Both the Obama administration and the parties challenging Obamacare dismissed the relevance of the Anti-Injunction Act to this case. Indeed, in a demonstration of the legal advocate’s version of “having one’s cake and eating it too,” Solicitor General Donald Verrilli Jr. argued on behalf of the Obama administration that the Obamacare penalty should not be considered a “tax” for the purposes of determining whether the Anti-Injunction Act is applicable, but is nevertheless nothing but a “tax” when considering Congress’s constitutional power to impose a penalty on non-complying individuals via the IRS. The Solicitor General’s attempt to put a square peg in a round hole came back to haunt him the next day when the Supreme Court heard his arguments that the penalty, which both Congress and President Obama said was not a tax when Obamacare was being crafted, was indeed a tax after all. His argument on the tax issue was met with skepticism even by the most liberal members of the Court.
In any event, the Supreme Court wanted the Anti-Injunction Act issue argued for the record before proceeding to the merits of the case and enlisted for that purpose an independent advocate to make the argument for invoking the Anti-Injunction Act in this case. After listening to the arguments and raising questions about the jurisdiction of the Court to hear the case at this time and whether the Anti-Injunction Act could be waived, most justices seemed inclined to find a way around this hurdle so that they could rule definitively on the constitutionality of Obamacare.
The second day of oral arguments was devoted to the main event – the issue of whether Congress had the constitutional authority under the Constitution’s Commerce Clause and Necessary and Proper Clause to require individuals to purchase private health insurance as part of Congress’s authority to address and regulate the national interstate health service market. The tax authority issue, for the reasons mentioned above, did not get much traction with the Court.
Supreme Court decisions going back more than a half century have concluded that Congress may regulate not only those intrastate activities that substantially affect interstate commerce, but also, where necessary to make a regulation of interstate commerce effective, Congress may regulate even those intrastate activities that do not themselves substantially affect interstate commerce. The most classic case establishing this principle involved Congress’s authority to even limit how much wheat may be grown on a family farm. Does the Obamacare individual mandate fall within established Supreme Court precedents or does it push the boundaries of congressional constitutional authority beyond recognition?
The Obama administration’s argument begins with the premise that everyone has to consume health services sooner or later as an inherent part of the human condition. The question is how individuals can most efficiently finance their health service needs without unduly shifting the costs of such services to others. It is fundamentally unfair, the argument goes, to let some people forego purchasing any health insurance for themselves in advance of needing health services because they will end up shifting the cost burden to the rest of society for the health services they will inevitably consume some day but may not be able to afford at that time. Congress, the Obama administration contends, has ample authority to regulate the means and timing of individual financing decisions through the health insurance mandate. This is because individuals’ health service financing decisions in the aggregate affect the viability and scope of the national health services market over which Congress has undisputed regulatory power.

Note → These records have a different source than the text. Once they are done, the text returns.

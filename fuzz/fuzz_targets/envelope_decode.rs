//! Fuzz target for the JSON envelope codec
//!
//! Feeds arbitrary bytes to `decode_bytes` looking for:
//! - Panics in normalization
//! - Frames that decode but whose encoding does not decode again
//! - Encodings that are not stable after one normalization pass
//!
//! Invalid input must come back as an error, never a panic.

#![no_main]

use chatwire_proto::{decode, decode_bytes, encode, Envelope};
use libfuzzer_sys::fuzz_target;

fuzz_target!(|data: &[u8]| {
    let Ok(envelope) = decode_bytes(data) else {
        return;
    };

    // Re-encoding can add timestamp precision, which may push a frame at the
    // size limit over it.
    let once = encode(&envelope);
    if once.len() > Envelope::MAX_FRAME_SIZE {
        return;
    }

    let again = decode(&once).expect("encoded envelope must decode");
    assert_eq!(encode(&again), once, "encoding is not stable");
});
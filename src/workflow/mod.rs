//! The fixed multi-party signing workflow.
//!
//! `Step` enumerates the twelve ordered steps and knows how each maps onto
//! its demo script; `StepOrchestrator` is the façade that gates, executes,
//! extracts and records.

pub mod orchestrator;
pub mod step;
pub mod template;

pub use orchestrator::{StepOrchestrator, StepReport, WorkflowError};
pub use step::Step;
pub use template::{TemplateInstaller, TemplateReport};
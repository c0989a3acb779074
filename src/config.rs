use anyhow::Result;
use config::{Config, Environment, File};
use serde::{Deserialize, Serialize};
use std::collections::HashMap;
use std::path::{Path, PathBuf};
use std::time::Duration;

use crate::gate::ArtifactPaths;

/// Main configuration structure for Contract Conductor
#[derive(Debug, Clone, Deserialize, Serialize)]
pub struct ConductorConfig {
    /// Workflow execution settings
    pub workflow: WorkflowConfig,
    /// Filesystem locations consulted for step artifacts
    pub artifacts: ArtifactConfig,
    /// Session bookkeeping settings
    pub sessions: SessionConfig,
    /// Observability settings
    pub observability: ObservabilityConfig,
}

#[derive(Debug, Clone, Deserialize, Serialize)]
pub struct WorkflowConfig {
    /// Directory the shell scripts run from (the demo checkout root)
    pub project_root: String,
    /// Hard per-step wall-clock limit in seconds
    pub step_timeout_seconds: u64,
}

#[derive(Debug, Clone, Deserialize, Serialize)]
pub struct ArtifactConfig {
    /// Where signed contract entries land (`<prefix>.<seq>.cose`)
    pub contracts_dir: String,
    /// Parent of per-user identity directories (`<user>/did.json`)
    pub identity_root: String,
}

#[derive(Debug, Clone, Deserialize, Serialize)]
pub struct SessionConfig {
    /// Sessions idle longer than this are swept from the store
    pub ttl_minutes: i64,
}

#[derive(Debug, Clone, Deserialize, Serialize)]
pub struct ObservabilityConfig {
    /// Log level
    pub log_level: String,
    /// Emit logs as JSON lines instead of human-readable text
    pub json_logs: bool,
}

impl Default for ConductorConfig {
    fn default() -> Self {
        Self {
            workflow: WorkflowConfig {
                project_root: ".".to_string(),
                step_timeout_seconds: 120,
            },
            artifacts: ArtifactConfig {
                contracts_dir: "/tmp/contracts".to_string(),
                identity_root: "/tmp".to_string(),
            },
            sessions: SessionConfig { ttl_minutes: 60 },
            observability: ObservabilityConfig {
                log_level: "info".to_string(),
                json_logs: false,
            },
        }
    }
}

impl ConductorConfig {
    /// Load configuration from multiple sources with precedence:
    /// 1. Default values
    /// 2. conductor.toml in the working directory
    /// 3. Environment variables (prefixed with CONDUCTOR__)
    ///
    /// `.env` is loaded first so that CONDUCTOR__ overrides placed there are
    /// visible when the builder reads the process environment.
    pub fn load() -> Result<Self> {
        Self::load_env_file()?;

        let defaults = Self::default();

        let mut builder = Config::builder()
            .set_default("workflow.project_root", defaults.workflow.project_root)?
            .set_default(
                "workflow.step_timeout_seconds",
                defaults.workflow.step_timeout_seconds,
            )?
            .set_default("artifacts.contracts_dir", defaults.artifacts.contracts_dir)?
            .set_default("artifacts.identity_root", defaults.artifacts.identity_root)?
            .set_default("sessions.ttl_minutes", defaults.sessions.ttl_minutes)?
            .set_default("observability.log_level", defaults.observability.log_level)?
            .set_default("observability.json_logs", defaults.observability.json_logs)?;

        if Path::new("conductor.toml").exists() {
            builder = builder.add_source(File::with_name("conductor"));
        }

        builder = builder.add_source(
            Environment::with_prefix("CONDUCTOR")
                .prefix_separator("__")
                .separator("__")
                .try_parsing(true),
        );

        let config = builder.build()?;
        Ok(config.try_deserialize()?)
    }

    /// Load .env file if it exists. Runs before the tracing subscriber is
    /// installed, so keep the log at debug.
    pub fn load_env_file() -> Result<()> {
        if Path::new(".env").exists() {
            dotenvy::dotenv()?;
            tracing::debug!("Loaded environment variables from .env file");
        }
        Ok(())
    }

    pub fn step_timeout(&self) -> Duration {
        Duration::from_secs(self.workflow.step_timeout_seconds)
    }

    pub fn project_root(&self) -> PathBuf {
        PathBuf::from(&self.workflow.project_root)
    }

    pub fn artifact_paths(&self) -> ArtifactPaths {
        ArtifactPaths::new(&self.artifacts.contracts_dir, &self.artifacts.identity_root)
    }

    pub fn session_ttl(&self) -> chrono::Duration {
        chrono::Duration::minutes(self.sessions.ttl_minutes)
    }
}

/// Placeholder configuration every fresh session starts from. Operators
/// replace these before running any step that talks to a real service.
pub fn default_session_config() -> HashMap<String, String> {
    HashMap::from([
        ("TDP_USERNAME".to_string(), "<tdp-username>".to_string()),
        ("TDC_USERNAME".to_string(), "<tdc-username>".to_string()),
        ("CCRP_USERNAME".to_string(), "<ccrp-username>".to_string()),
        (
            "AZURE_STORAGE_ACCOUNT_NAME".to_string(),
            "<storage-account-name>".to_string(),
        ),
        (
            "AZURE_KEYVAULT_ENDPOINT".to_string(),
            "<akv>.vault.azure.net".to_string(),
        ),
        (
            "CONTRACT_SERVICE_URL".to_string(),
            "https://<contract-service-url>:<port>".to_string(),
        ),
    ])
}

Here is an excerpt from the Obama administration brief, which refers to the individual mandate as the “minimum coverage provision.” It provides a roadmap to the administration’s oral argument to the Supreme Court on the individual mandate issue:
The Affordable Care Act expands access to health care services and controls health care costs by reforming the terms on which health insurance is offered and rationalizing the timing and means of payment for health care services…The minimum coverage provision is within Congress’s power to enact not only because it is a necessary component of a broader scheme of interstate economic regulation, but also because, within that scheme, the provision itself regulates economic conduct with a substantial effect on interstate commerce, namely the way in which individuals finance their participation in the health care market. Individuals without insurance actively participate in the health care market, but they pay only a fraction of the cost of the services they consume…In sum, the uninsured as a class presently externalize the risks and costs of much of their health care; the minimum coverage provision will require that they internalize them (or pay a tax penalty). This is classic economic regulation of economic conduct.

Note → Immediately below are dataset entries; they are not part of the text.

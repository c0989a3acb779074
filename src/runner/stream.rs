//! Line-oriented streaming access to a child process.
//!
//! Unlike `ShellRunner`, the caller drives the read loop and owns the
//! deadline: `next_line` never blocks past the wait it was given, even while
//! the child keeps running. Used by the device-authorization race, which must
//! kill the child the moment the one-time code appears.
//!
//! stderr is not piped separately; commands that want it merged append
//! `2>&1`, which works because everything runs under `bash -c`.

use std::collections::HashMap;
use std::path::Path;
use std::process::Stdio;
use std::time::Duration;

use tokio::io::{AsyncBufReadExt, BufReader, Lines};
use tokio::process::{Child, ChildStdout, Command};
use tracing::{debug, warn};

/// How long `kill` waits for the child to be reclaimed.
const KILL_GRACE: Duration = Duration::from_millis(500);

/// Outcome of a single bounded read attempt.
#[derive(Debug, Clone, PartialEq, Eq)]
pub enum LineRead {
    /// A full line was available within the wait.
    Line(String),
    /// Nothing arrived before the wait elapsed; the child is still running.
    TimedOut,
    /// The child closed its stdout (or the pipe failed).
    Eof,
}

/// A spawned child whose stdout is consumed line by line.
///
/// The handle is never shared: whoever spawns it owns termination.
#[derive(Debug)]
pub struct StreamingChild {
    child: Child,
    lines: Lines<BufReader<ChildStdout>>,
}

impl StreamingChild {
    /// Spawn `command` under `bash -c` with the given environment overrides
    /// merged on top of this process's environment.
    pub fn spawn(
        command: &str,
        env: &HashMap<String, String>,
        cwd: &Path,
    ) -> std::io::Result<Self> {
        let mut builder = Command::new("bash");
        builder
            .arg("-c")
            .arg(command)
            .current_dir(cwd)
            .stdin(Stdio::null())
            .stdout(Stdio::piped())
            .stderr(Stdio::null())
            .kill_on_drop(true);
        for (key, value) in env {
            builder.env(key, value);
        }

        let mut child = builder.spawn()?;
        let stdout = child.stdout.take().ok_or_else(|| {
            std::io::Error::other("child stdout was not captured")
        })?;

        debug!(command = %command, pid = ?child.id(), "Spawned streaming child");

        Ok(Self {
            child,
            lines: BufReader::new(stdout).lines(),
        })
    }

    /// Wait up to `max_wait` for the next line of output.
    pub async fn next_line(&mut self, max_wait: Duration) -> LineRead {
        match tokio::time::timeout(max_wait, self.lines.next_line()).await {
            Err(_) => LineRead::TimedOut,
            Ok(Ok(Some(line))) => LineRead::Line(line),
            Ok(Ok(None)) => LineRead::Eof,
            Ok(Err(e)) => {
                warn!(error = %e, "Streaming child stdout read failed");
                LineRead::Eof
            }
        }
    }

    /// Force-kill the child, then wait briefly for it to be reclaimed.
    ///
    /// Termination intent is best-effort-confirmed: if the OS does not reap
    /// within the grace window the failure is swallowed, never propagated.
    pub async fn kill(&mut self) {
        if let Err(e) = self.child.start_kill() {
            // Already exited is the common case here.
            debug!(error = %e, "Streaming child kill signal not delivered");
        }
        if tokio::time::timeout(KILL_GRACE, self.child.wait())
            .await
            .is_err()
        {
            warn!(pid = ?self.child.id(), "Streaming child not reaped within grace period");
        }
    }

    /// Whether the child has already exited (without blocking).
    pub fn has_exited(&mut self) -> bool {
        matches!(self.child.try_wait(), Ok(Some(_)))
    }
}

In trying to appeal to Justice Kennedy, often the swing vote on close decisions, and possibly even to Justice Scalia who has taken an expansive approach to the Necessary and Proper Clause, the Obama administration’s brief referred frequently to a relevant Supreme Court decision both justices supported. The decision upheld the authority of Congress to prohibit individuals from engaging in a very localized activity. What Congress prohibited involved the growing, possession and use by individuals of their own marijuana for medicinal purposes even in a state where it was legal to do so (_Gonzales v. Raich_545 U.S. 1 (2005)). Justices Kennedy and Scalia agreed with the majority decision.
In his concurring opinion, Justice Scalia relied heavily on the Necessary and Proper Clause of the Constitution, which he said “empowers Congress to enact laws in effectuation of its enumerated powers that are not within its authority to enact in isolation.” He said that the relevant question was whether the means chosen were “reasonably adapted” to the attainment of a legitimate end under Congress’s interstate commerce power. The Obama administration’s argument applied Justice Scalia’s language in the Raich case to Congress’s decision to require virtually all individuals to purchase health insurance, no matter their present state of health.
The parties challenging the constitutionality of Obamacare – including twenty-six states – argued that the individual mandate goes further than any previous invocation of the Commerce Clause. For the first time Congress was attempting to regulate inactivity by requiring individuals to purchase a product in the private sector market just because they are alive and reside in the United States. Congress did not just prescribe the rules for commerce that already exists but claimed the power to compel people to enter into commerce in the first place.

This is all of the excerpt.